◆ **Work instruction**:
Within the records below, find each line with the word "bool" and copy it out.

◆ **Data under study**:
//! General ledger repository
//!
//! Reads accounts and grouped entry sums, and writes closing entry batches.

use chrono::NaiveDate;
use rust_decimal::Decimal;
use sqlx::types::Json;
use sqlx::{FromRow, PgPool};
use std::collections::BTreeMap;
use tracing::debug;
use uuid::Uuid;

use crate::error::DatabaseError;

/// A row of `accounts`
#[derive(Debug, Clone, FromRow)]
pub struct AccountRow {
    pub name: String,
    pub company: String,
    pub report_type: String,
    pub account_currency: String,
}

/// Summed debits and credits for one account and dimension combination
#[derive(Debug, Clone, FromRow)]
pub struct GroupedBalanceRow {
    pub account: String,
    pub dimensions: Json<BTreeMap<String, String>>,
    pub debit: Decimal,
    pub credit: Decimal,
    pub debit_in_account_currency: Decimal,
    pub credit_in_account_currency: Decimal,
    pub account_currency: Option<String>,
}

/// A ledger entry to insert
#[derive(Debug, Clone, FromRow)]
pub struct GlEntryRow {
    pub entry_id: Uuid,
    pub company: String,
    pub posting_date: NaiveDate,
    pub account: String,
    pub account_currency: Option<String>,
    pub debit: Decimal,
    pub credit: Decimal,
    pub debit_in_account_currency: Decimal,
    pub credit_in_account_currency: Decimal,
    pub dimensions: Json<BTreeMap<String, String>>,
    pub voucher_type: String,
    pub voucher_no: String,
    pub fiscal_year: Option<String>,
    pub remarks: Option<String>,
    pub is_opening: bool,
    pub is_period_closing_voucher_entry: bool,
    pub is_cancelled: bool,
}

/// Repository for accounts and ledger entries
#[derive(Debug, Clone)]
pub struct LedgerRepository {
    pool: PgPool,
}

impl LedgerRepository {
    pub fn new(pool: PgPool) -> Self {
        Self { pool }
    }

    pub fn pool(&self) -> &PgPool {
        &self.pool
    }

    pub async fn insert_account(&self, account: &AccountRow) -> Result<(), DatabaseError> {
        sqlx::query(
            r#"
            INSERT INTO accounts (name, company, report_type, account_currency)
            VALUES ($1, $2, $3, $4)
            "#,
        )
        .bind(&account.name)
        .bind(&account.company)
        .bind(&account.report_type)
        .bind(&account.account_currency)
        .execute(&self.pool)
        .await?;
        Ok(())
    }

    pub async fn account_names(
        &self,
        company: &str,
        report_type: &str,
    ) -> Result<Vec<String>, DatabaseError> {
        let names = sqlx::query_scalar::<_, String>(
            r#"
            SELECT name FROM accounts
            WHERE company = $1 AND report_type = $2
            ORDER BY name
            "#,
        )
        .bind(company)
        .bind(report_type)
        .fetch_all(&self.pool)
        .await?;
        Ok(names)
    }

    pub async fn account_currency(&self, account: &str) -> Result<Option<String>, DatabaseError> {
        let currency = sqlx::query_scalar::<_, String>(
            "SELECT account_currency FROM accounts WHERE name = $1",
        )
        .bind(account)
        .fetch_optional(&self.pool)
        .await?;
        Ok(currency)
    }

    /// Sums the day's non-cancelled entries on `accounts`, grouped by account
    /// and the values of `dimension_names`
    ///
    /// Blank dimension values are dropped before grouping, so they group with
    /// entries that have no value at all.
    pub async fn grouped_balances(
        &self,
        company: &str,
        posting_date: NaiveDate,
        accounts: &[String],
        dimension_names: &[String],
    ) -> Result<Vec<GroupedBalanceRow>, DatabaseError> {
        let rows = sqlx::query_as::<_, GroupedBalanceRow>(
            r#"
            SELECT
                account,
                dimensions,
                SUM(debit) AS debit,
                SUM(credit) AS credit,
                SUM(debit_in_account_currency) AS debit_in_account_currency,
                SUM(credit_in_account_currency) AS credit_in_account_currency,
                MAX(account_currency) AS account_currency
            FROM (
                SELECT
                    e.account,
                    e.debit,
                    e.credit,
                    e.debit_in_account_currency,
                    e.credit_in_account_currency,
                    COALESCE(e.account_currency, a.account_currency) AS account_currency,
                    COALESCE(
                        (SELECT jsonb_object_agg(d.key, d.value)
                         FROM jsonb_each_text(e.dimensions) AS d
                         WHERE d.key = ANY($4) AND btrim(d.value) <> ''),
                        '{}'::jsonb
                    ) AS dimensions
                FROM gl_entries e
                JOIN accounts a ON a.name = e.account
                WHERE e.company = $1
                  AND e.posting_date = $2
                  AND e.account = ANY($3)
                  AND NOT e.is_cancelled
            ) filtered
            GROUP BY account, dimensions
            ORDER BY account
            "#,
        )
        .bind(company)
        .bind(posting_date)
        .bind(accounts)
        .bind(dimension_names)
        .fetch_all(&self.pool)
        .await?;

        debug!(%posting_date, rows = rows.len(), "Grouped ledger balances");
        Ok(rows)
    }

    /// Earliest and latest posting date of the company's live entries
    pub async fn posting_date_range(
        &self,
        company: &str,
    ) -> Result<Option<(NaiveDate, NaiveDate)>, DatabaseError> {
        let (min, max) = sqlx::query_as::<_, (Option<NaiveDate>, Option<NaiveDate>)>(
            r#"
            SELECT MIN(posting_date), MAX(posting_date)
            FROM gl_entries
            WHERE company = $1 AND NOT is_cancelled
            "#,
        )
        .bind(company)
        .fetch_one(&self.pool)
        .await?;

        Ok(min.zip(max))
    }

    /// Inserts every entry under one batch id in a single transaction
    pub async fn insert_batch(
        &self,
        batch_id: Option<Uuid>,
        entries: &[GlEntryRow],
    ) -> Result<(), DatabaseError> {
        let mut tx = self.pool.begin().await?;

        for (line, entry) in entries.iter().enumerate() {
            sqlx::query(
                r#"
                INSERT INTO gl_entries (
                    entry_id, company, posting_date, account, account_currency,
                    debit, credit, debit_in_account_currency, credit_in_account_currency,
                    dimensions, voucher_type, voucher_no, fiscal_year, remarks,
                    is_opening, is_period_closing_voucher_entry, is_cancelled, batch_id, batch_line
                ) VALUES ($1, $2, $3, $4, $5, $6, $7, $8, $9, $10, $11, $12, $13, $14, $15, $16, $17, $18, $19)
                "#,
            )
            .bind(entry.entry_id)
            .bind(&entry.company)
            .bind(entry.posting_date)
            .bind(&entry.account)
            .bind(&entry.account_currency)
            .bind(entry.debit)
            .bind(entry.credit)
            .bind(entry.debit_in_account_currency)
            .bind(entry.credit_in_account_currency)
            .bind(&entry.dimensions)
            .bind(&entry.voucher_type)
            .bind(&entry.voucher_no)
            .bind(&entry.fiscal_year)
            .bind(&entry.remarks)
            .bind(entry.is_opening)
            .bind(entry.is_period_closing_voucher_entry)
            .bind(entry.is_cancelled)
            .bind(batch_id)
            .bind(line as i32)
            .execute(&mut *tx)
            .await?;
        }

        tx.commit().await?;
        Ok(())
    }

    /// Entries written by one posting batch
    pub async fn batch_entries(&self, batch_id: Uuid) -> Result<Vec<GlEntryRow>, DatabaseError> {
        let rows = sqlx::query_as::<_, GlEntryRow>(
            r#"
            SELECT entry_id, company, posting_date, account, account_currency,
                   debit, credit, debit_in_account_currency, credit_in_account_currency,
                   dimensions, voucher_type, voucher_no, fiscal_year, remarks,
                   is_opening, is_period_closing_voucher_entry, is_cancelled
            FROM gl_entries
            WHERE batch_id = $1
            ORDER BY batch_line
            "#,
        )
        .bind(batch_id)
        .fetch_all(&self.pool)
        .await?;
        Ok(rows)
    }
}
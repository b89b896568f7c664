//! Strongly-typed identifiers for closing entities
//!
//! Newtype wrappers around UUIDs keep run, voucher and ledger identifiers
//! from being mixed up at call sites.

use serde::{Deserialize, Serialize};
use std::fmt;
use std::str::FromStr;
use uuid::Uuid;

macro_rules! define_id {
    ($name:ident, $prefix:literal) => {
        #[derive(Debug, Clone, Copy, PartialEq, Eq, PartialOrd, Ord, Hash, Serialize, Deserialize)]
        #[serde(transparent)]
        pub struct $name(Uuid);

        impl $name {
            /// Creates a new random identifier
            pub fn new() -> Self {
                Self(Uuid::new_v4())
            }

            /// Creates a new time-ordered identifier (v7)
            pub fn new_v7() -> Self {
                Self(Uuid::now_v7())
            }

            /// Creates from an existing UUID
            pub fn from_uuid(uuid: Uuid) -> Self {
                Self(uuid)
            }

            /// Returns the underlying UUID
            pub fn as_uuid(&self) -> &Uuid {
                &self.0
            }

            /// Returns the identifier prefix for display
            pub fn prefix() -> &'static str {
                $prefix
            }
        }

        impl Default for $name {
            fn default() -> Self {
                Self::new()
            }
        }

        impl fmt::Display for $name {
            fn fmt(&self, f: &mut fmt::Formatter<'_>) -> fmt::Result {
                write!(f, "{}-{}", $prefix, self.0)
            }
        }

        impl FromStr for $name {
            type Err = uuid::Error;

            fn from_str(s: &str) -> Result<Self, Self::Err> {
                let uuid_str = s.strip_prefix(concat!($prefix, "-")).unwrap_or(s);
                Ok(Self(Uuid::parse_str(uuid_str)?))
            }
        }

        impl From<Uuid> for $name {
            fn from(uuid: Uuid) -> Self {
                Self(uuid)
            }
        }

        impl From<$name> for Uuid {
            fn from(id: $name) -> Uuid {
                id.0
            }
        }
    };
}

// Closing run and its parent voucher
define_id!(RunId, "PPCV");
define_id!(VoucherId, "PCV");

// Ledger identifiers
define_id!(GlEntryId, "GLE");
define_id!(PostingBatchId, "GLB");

◆ **Task output**:
    pub is_opening: bool,
    pub is_period_closing_voucher_entry: bool,
    pub is_cancelled: bool,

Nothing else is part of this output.